What the task asks:
Begin with the line containing "Logs unit state" and copy every line after it to the end of the entries, exactly, leaving out the lines before it.

Records for this exercise:
☆ ☆ ☆ ☆ ☆
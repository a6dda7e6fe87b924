//! `TracingObserver` — writes every fleet event to the `tracing` log.

use lift_core::{Assignment, FleetObserver, ObserverResult, UnitSnapshot};
use tracing::{debug, info};

/// Logs unit state changes at `debug` and assignments at `info`.
#[derive(Debug, Clone, Copy, Default)]
pub struct TracingObserver;

impl FleetObserver for TracingObserver {
    fn on_unit_state_changed(&self, snapshot: &UnitSnapshot) -> ObserverResult {
        debug!(
            unit = %snapshot.unit,
            floor = snapshot.floor,
            direction = %snapshot.direction,
            busy = snapshot.busy,
            queued = snapshot.queue_len(),
            "unit state"
        );
        Ok(())
    }

    fn on_request_assigned(&self, assignment: &Assignment) -> ObserverResult {
        info!(
            unit = %assignment.unit,
            origin = assignment.request.origin(),
            destination = assignment.request.destination(),
            "request assigned"
        );
        Ok(())
    }
}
☆ ☆ ☆ ☆ ☆
Task response:
/// Logs unit state changes at `debug` and assignments at `info`.
#[derive(Debug, Clone, Copy, Default)]
pub struct TracingObserver;

impl FleetObserver for TracingObserver {
    fn on_unit_state_changed(&self, snapshot: &UnitSnapshot) -> ObserverResult {
        debug!(
            unit = %snapshot.unit,
            floor = snapshot.floor,
            direction = %snapshot.direction,
            busy = snapshot.busy,
            queued = snapshot.queue_len(),
            "unit state"
        );
        Ok(())
    }

    fn on_request_assigned(&self, assignment: &Assignment) -> ObserverResult {
        info!(
            unit = %assignment.unit,
            origin = assignment.request.origin(),
            destination = assignment.request.destination(),
            "request assigned"
        );
        Ok(())
    }
}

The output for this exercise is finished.